Namun di tengah rekonsiliasi yang sudah berjalan, dua belah pihak memutuskan keluar dengan tanpa pernyataan apapun.
"Pak Jokowi itu pikirannya waktu itu bisa nggak meskipun nanti kita pisah kita ngomong baik-baik karena apapun kan harus ada pilpres dan harus minimal dua calonnya kan."
"Karena ini sudah jalan nih rekonsiliasi bisa nggak yang di ujung ini kita desain, rupanya menurut yang saya dengar itu tidak ngomong keluar itu perahu sekoci pertama, keluar enggak ngomong akhirnya ada damage-nya di situ. Dan setelah itu kemudian perahu sekoci kedua keluar lagi pak Ganjar, itu masalah lagi,"
Rekonsiliasi
Selain itu, Fahri mengemukakan bahwa Jokowi sengaja mengajak kabinet dalam proses rekonsiliasi tersebut karena kabinet merupakan simbol rekonsiliasi itu sendiri. Oleh karena itu, kata dia, kabinet seharusnya didukung oleh power baru.
"Nah ini yang tadinya mau dijaga makanya kan calonnya di awal yang saya dengar itu desainnya Prabowo-Puan, saya kira bisa dicek juga ke Mbak Puan,"
Yang kedua, kata dia, Jokowi secara pribadi ingin membentuk pasangan Prabowo-Ganjar. Namun, dia mengatakan rupanya PDIP tidak menyetujui itu dan lebih memilih Ganjar sebagai calon presiden.
"Yang kedua itu sebenarnya kan memang Pak Jokowi setidak-tidaknya karena ikut membesarkan Ganjar juga pikirannya Prabowo-Ganjar. Dan memang kemudian di elektabilitasnya kan Pak Ganjar, rupanya di PDIP saya dengar nggak mau Prabowo-Ganjar tapi maunya Ganjar-Prabowo,"

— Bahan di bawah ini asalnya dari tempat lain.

use chrono::{DateTime, Utc};
use serde::{Deserialize, Serialize};

use crate::types::{PlanId, SubscriptionId, TenantId};

/// Code of the plan every tenant falls back to when it has no subscription.
pub const FREE_PLAN_CODE: &str = "free";

/// Resource allowances granted by a plan.
#[derive(Debug, Clone, Copy, PartialEq, Eq, Serialize, Deserialize)]
#[cfg_attr(feature = "openapi", derive(utoipa::ToSchema))]
#[serde(rename_all = "camelCase")]
pub struct Quotas {
    /// Maximum number of stores a tenant may own.
    pub max_stores: u32,
    /// Maximum number of products in any single store.
    pub max_products_per_store: u32,
    /// Optional cap on products across all of the tenant's stores.
    #[serde(default, skip_serializing_if = "Option::is_none")]
    pub max_products_total: Option<u32>,
    /// Highest tag tier the tenant may assign.
    pub max_tag_tier: u8,
}

/// A named limit set, identified by its unique `code`.
#[derive(Debug, Clone, PartialEq, Serialize, Deserialize)]
#[cfg_attr(feature = "openapi", derive(utoipa::ToSchema))]
#[serde(rename_all = "camelCase")]
pub struct Plan {
    pub id: PlanId,
    pub code: String,
    pub name: String,
    pub quotas: Quotas,
    /// Opaque feature flags (e.g. `customDomain`, `analyticsLevel`).
    #[cfg_attr(feature = "openapi", schema(value_type = Object))]
    pub features: serde_json::Value,
    pub created_at: DateTime<Utc>,
    pub updated_at: DateTime<Utc>,
}

/// Input for creating or replacing a plan by code.
#[derive(Debug, Clone, PartialEq, Serialize, Deserialize)]
#[serde(rename_all = "camelCase")]
pub struct PlanDraft {
    pub code: String,
    pub name: String,
    pub quotas: Quotas,
    pub features: serde_json::Value,
}

impl PlanDraft {
    /// The default plan created lazily for tenants without a subscription.
    #[must_use]
    pub fn free() -> Self {
        Self {
            code: FREE_PLAN_CODE.to_owned(),
            name: "Free".to_owned(),
            quotas: Quotas {
                max_stores: 1,
                max_products_per_store: 10,
                max_products_total: Some(10),
                max_tag_tier: 1,
            },
            features: serde_json::json!({ "customDomain": false, "analyticsLevel": 1 }),
        }
    }

    /// Paid plans shipped with a fresh installation.
    #[must_use]
    pub fn paid_tiers() -> Vec<Self> {
        let tier = |code: &str, name: &str, stores, per_store, total, tag_tier, custom, level| Self {
            code: code.to_owned(),
            name: name.to_owned(),
            quotas: Quotas {
                max_stores: stores,
                max_products_per_store: per_store,
                max_products_total: Some(total),
                max_tag_tier: tag_tier,
            },
            features: serde_json::json!({ "customDomain": custom, "analyticsLevel": level }),
        };

        vec![
            tier("starter", "Starter", 3, 50, 200, 2, false, 2),
            tier("pro", "Pro", 10, 200, 2_000, 3, true, 3),
            tier("business", "Business", 50, 500, 10_000, 3, true, 3),
        ]
    }
}

/// Lifecycle state of a tenant subscription.
#[derive(Debug, Clone, Copy, PartialEq, Eq, Serialize, Deserialize)]
#[cfg_attr(feature = "openapi", derive(utoipa::ToSchema))]
#[serde(rename_all = "SCREAMING_SNAKE_CASE")]
pub enum SubscriptionStatus {
    Active,
    PastDue,
    Canceled,
}

impl SubscriptionStatus {
    /// Storage representation.
    #[must_use]
    pub fn as_str(self) -> &'static str {
        match self {
            Self::Active => "ACTIVE",
            Self::PastDue => "PAST_DUE",
            Self::Canceled => "CANCELED",
        }
    }

    /// Parse the storage representation.
    #[must_use]
    pub fn parse(s: &str) -> Option<Self> {
        match s {
            "ACTIVE" => Some(Self::Active),
            "PAST_DUE" => Some(Self::PastDue),
            "CANCELED" => Some(Self::Canceled),
            _ => None,
        }
    }
}

/// Links exactly one tenant to exactly one plan.
#[derive(Debug, Clone, PartialEq, Eq, Serialize, Deserialize)]
#[cfg_attr(feature = "openapi", derive(utoipa::ToSchema))]
#[serde(rename_all = "camelCase")]
pub struct Subscription {
    pub id: SubscriptionId,
    pub tenant_id: TenantId,
    pub plan_id: PlanId,
    pub status: SubscriptionStatus,
    pub created_at: DateTime<Utc>,
    pub updated_at: DateTime<Utc>,
}

/// A subscription with its plan resolved.
#[derive(Debug, Clone, PartialEq, Serialize, Deserialize)]
#[cfg_attr(feature = "openapi", derive(utoipa::ToSchema))]
#[serde(rename_all = "camelCase")]
pub struct TenantPlan {
    pub subscription: Subscription,
    pub plan: Plan,
}

/// Live resource counts for a tenant, alongside the quotas they are measured against.
#[derive(Debug, Clone, Copy, PartialEq, Eq, Serialize, Deserialize)]
#[cfg_attr(feature = "openapi", derive(utoipa::ToSchema))]
#[serde(rename_all = "camelCase")]
pub struct Usage {
    pub stores: u64,
    pub products_total: u64,
    pub quotas: Quotas,
}

#[cfg(test)]
mod tests {
    use super::*;

    #[test]
    fn free_plan_defaults() {
        let free = PlanDraft::free();
        assert_eq!(free.code, FREE_PLAN_CODE);
        assert_eq!(free.quotas.max_stores, 1);
        assert_eq!(free.quotas.max_products_per_store, 10);
        assert_eq!(free.quotas.max_products_total, Some(10));
        assert_eq!(free.quotas.max_tag_tier, 1);
        assert_eq!(free.features["customDomain"], false);
    }

    #[test]
    fn quotas_use_camel_case_and_optional_total() {
        let quotas: Quotas =
            serde_json::from_str(r#"{"maxStores":2,"maxProductsPerStore":5,"maxTagTier":1}"#)
                .unwrap();
        assert_eq!(quotas.max_products_total, None);

        let json = serde_json::to_value(quotas).unwrap();
        assert!(json.get("maxProductsTotal").is_none());
        assert_eq!(json["maxProductsPerStore"], 5);
    }

    #[test]
    fn paid_tiers_are_ordered_by_allowance() {
        let tiers = PlanDraft::paid_tiers();
        let codes: Vec<_> = tiers.iter().map(|p| p.code.as_str()).collect();
        assert_eq!(codes, ["starter", "pro", "business"]);
        assert!(tiers.windows(2).all(|w| w[0].quotas.max_stores < w[1].quotas.max_stores));
    }

    #[test]
    fn subscription_status_round_trips_storage_form() {
        for status in [
            SubscriptionStatus::Active,
            SubscriptionStatus::PastDue,
            SubscriptionStatus::Canceled,
        ] {
            assert_eq!(SubscriptionStatus::parse(status.as_str()), Some(status));
        }
        assert_eq!(SubscriptionStatus::parse("bogus"), None);
    }
}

"Pak Jokowi di situ ya nggak sanggup, terutama karena itu jatah PDIP lah gitu ya, partai besar begitu nggak bisa. Akhirnya kan Pak Ganjar keluar gitu."
Namun, dia menambahkan bahwa Jokowi tetap menginginkan rekonsiliasi itu berjalan hingga akhir. Dia menyebut, akhirnya pembicaraan besar pun terjadi di koalisinya.
"Jadi Mbak Puan gagal, Pak Ganjar gagal keluar, PDIP bikin blok sendiri. Nah sekarang di koalisi besar ini bertanya kira-kira dengan siapa lagi, seorang yang merepresentasikan Prabowo dan seorang yang merepresentasikan Pak Jokowi atau kelompok Pak Jokowi yang menyetujui itu,"
Karena, kata dia, simbol Jokowi melalui Puan Maharani dan Ganjar Pranowo gagal, maka mereka memutuskan untuk memilih Gibran sebagai representasi Jokowi.
"Karena simbol Puan nggak jadi, simbol Ganjar tidak jadi, akhirnya ya cari seseorang yang lebih merepresentasikan Pak Jokowi (yaitu Gibran)," katanya.